(Collected data entries)
+-------+

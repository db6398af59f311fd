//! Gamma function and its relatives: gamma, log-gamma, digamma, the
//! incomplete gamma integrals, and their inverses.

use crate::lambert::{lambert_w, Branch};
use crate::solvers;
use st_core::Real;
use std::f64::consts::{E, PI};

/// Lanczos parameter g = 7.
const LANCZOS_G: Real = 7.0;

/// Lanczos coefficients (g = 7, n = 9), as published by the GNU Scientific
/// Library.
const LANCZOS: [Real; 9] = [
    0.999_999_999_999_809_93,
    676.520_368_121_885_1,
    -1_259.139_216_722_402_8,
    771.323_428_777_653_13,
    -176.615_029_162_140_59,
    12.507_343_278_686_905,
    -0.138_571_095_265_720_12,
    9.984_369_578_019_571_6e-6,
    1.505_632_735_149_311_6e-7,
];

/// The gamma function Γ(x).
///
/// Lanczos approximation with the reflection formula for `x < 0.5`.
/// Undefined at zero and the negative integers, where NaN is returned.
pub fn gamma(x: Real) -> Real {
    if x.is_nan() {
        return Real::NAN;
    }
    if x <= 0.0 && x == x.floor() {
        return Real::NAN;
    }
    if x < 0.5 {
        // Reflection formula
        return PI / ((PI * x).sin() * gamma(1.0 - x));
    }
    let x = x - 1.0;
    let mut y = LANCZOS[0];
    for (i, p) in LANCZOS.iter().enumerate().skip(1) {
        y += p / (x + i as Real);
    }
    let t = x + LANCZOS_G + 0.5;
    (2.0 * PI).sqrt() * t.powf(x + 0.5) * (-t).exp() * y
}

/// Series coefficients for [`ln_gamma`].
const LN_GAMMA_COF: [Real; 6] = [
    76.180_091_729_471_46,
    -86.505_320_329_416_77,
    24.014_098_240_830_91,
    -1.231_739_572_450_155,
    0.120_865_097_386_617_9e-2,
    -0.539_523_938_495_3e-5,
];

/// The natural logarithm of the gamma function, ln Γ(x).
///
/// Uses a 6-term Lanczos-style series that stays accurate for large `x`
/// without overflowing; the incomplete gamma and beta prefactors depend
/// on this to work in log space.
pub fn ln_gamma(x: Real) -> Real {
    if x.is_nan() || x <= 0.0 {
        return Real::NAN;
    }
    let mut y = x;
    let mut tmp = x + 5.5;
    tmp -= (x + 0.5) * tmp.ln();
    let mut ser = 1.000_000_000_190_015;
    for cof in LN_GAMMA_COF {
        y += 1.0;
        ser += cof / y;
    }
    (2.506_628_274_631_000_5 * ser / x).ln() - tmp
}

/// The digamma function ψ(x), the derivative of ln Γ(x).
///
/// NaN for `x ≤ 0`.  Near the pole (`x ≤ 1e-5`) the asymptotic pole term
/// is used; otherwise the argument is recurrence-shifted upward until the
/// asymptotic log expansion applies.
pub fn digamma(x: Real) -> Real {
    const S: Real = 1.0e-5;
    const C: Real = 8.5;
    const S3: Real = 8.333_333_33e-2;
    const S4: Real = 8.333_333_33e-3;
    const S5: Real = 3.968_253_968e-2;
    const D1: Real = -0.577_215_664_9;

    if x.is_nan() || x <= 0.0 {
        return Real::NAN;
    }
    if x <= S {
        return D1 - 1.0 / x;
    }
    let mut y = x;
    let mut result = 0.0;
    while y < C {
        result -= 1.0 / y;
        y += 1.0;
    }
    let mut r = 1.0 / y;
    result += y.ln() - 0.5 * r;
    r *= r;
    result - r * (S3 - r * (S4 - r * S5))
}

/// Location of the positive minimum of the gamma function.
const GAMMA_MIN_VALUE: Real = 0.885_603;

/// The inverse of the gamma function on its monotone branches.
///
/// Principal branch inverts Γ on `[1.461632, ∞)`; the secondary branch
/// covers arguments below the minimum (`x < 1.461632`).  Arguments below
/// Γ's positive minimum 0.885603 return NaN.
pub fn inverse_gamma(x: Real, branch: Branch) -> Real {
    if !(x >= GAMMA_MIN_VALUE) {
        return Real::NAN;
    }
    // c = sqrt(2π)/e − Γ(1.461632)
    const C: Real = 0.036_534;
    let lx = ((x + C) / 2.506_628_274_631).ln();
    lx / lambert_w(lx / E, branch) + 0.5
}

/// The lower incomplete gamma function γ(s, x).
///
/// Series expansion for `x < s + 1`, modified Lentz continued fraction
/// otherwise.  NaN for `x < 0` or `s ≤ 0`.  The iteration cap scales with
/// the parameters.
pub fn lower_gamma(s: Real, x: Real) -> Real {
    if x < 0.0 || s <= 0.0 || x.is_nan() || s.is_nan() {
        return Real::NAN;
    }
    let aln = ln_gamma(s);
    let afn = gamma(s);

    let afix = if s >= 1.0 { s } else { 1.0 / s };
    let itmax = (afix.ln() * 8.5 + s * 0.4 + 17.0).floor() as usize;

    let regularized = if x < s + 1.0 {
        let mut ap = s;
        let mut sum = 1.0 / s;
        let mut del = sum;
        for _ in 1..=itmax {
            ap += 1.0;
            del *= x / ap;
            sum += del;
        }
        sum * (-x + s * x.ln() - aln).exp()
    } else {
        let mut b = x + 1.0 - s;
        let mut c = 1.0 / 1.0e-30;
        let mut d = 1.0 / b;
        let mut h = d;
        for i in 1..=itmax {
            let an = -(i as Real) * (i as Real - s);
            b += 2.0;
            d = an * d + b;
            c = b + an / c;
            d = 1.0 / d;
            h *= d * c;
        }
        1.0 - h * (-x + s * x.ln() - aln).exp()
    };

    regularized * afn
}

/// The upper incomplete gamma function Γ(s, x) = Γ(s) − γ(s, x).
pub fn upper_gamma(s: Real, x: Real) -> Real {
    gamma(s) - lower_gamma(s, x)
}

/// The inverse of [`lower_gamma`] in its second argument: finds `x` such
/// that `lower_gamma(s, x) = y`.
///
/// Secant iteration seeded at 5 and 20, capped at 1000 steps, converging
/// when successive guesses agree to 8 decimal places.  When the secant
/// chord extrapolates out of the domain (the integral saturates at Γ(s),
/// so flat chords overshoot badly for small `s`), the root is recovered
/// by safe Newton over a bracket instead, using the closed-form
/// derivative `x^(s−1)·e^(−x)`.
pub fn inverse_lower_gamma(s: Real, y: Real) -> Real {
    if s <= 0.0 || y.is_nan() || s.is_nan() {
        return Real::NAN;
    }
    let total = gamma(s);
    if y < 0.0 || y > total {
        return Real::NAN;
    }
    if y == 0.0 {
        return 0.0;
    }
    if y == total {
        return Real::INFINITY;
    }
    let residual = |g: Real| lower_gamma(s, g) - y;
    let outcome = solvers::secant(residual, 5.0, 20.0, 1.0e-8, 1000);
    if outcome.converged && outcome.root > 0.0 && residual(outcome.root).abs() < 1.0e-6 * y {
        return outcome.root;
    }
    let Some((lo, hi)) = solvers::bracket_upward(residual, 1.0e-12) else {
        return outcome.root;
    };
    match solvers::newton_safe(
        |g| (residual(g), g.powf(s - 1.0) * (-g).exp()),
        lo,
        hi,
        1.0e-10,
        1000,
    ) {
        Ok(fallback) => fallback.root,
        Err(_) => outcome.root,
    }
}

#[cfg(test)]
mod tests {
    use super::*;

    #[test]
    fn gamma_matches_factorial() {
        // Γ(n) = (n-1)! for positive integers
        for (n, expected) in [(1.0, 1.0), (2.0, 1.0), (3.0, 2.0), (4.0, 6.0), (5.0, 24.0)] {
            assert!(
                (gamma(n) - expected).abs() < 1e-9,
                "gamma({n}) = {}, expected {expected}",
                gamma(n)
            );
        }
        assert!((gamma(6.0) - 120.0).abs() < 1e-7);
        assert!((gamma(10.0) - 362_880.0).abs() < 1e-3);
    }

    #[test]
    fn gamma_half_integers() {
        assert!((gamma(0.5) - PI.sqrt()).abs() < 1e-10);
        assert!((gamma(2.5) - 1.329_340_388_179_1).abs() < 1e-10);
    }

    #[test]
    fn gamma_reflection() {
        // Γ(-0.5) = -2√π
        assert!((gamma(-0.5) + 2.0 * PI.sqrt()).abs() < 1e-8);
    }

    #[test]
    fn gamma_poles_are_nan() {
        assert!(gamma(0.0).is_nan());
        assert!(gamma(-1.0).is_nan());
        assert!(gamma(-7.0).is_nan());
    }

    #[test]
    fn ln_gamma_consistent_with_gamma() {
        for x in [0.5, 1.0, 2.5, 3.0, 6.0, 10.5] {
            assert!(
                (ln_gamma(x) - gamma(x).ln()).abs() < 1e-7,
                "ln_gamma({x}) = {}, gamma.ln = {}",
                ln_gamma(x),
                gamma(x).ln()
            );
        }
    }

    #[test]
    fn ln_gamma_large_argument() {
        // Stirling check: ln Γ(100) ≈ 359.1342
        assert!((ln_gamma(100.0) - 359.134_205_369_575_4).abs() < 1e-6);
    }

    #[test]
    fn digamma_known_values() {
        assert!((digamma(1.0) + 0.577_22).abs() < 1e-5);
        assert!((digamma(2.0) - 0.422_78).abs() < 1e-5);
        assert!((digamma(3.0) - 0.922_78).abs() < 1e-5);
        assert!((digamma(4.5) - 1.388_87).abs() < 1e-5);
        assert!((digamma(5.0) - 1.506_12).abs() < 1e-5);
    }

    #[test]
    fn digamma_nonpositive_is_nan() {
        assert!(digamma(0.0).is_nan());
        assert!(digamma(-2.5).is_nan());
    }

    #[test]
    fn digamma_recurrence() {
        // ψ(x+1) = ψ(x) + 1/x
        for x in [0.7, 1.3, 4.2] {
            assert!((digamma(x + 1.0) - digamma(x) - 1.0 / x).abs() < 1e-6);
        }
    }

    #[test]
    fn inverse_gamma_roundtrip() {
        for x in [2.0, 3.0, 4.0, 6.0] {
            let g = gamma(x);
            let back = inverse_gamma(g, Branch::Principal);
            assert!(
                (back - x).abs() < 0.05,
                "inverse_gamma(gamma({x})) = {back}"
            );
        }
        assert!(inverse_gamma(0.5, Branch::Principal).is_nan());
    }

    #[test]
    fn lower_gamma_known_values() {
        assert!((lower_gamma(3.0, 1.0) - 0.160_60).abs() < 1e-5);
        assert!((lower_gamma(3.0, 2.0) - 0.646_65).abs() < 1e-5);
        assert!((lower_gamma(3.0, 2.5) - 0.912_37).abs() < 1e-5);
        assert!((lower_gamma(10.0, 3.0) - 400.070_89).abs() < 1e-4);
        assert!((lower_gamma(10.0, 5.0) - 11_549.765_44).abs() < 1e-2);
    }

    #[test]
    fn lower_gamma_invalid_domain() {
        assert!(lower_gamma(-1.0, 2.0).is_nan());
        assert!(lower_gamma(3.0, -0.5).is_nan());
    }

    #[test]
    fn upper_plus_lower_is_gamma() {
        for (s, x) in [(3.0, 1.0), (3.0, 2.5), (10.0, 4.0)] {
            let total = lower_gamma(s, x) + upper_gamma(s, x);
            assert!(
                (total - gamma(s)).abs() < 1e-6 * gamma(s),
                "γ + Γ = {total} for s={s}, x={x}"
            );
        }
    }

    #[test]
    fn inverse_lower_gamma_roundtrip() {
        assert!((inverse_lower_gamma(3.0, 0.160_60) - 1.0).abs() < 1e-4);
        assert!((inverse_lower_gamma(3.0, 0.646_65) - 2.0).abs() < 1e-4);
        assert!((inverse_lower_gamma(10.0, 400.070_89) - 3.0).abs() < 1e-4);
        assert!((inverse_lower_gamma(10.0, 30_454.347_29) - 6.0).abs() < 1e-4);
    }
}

+-------+

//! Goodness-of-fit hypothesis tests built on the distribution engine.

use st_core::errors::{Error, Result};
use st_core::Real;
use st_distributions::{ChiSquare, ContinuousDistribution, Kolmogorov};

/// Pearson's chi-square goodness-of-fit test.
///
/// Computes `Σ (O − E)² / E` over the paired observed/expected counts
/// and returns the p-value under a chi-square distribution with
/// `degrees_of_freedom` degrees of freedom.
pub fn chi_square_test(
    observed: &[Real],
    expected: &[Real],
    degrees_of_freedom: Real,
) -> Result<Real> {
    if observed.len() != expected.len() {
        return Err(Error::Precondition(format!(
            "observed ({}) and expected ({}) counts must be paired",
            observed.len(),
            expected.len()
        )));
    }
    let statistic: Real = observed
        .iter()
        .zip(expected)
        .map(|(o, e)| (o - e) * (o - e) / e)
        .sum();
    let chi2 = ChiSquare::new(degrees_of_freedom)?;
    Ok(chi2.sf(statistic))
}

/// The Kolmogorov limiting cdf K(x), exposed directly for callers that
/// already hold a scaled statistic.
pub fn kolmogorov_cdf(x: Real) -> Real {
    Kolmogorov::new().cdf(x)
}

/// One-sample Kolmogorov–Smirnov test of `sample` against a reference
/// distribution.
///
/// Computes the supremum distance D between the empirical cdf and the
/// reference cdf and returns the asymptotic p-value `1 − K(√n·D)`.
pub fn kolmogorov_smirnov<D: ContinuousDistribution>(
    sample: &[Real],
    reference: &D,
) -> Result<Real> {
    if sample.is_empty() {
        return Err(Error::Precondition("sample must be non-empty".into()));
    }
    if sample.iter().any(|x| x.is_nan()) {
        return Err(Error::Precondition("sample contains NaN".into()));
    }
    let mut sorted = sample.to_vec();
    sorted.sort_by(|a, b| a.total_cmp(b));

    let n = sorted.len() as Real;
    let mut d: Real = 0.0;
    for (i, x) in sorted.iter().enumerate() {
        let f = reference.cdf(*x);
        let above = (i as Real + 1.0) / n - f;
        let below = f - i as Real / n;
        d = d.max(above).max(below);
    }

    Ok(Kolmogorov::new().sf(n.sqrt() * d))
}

+-------+

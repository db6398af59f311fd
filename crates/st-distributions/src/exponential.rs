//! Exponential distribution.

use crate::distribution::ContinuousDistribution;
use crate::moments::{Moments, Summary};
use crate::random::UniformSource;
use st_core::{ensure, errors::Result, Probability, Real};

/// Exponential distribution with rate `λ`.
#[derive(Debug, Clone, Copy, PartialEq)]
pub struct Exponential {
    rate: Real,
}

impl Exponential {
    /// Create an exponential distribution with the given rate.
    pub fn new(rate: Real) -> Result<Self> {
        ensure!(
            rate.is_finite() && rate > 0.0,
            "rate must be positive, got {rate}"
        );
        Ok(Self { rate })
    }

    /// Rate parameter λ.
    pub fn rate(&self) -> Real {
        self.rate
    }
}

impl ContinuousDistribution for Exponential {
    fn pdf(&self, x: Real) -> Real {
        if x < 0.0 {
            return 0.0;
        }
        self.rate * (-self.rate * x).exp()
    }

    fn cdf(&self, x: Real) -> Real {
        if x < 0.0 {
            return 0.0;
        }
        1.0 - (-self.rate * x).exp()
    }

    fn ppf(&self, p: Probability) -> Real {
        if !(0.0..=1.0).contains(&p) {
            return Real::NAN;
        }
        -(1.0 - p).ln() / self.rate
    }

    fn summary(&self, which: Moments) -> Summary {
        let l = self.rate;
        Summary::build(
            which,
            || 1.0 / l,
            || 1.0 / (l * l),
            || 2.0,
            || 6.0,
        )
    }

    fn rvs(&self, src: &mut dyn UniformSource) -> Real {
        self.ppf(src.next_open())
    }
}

+-------+

Task to carry out
Each line above with the word "below" needs to be copied.

Final answer
/// covers arguments below the minimum (`x < 1.461632`).  Arguments below
        let below = f - i as Real / n;
        d = d.max(above).max(below);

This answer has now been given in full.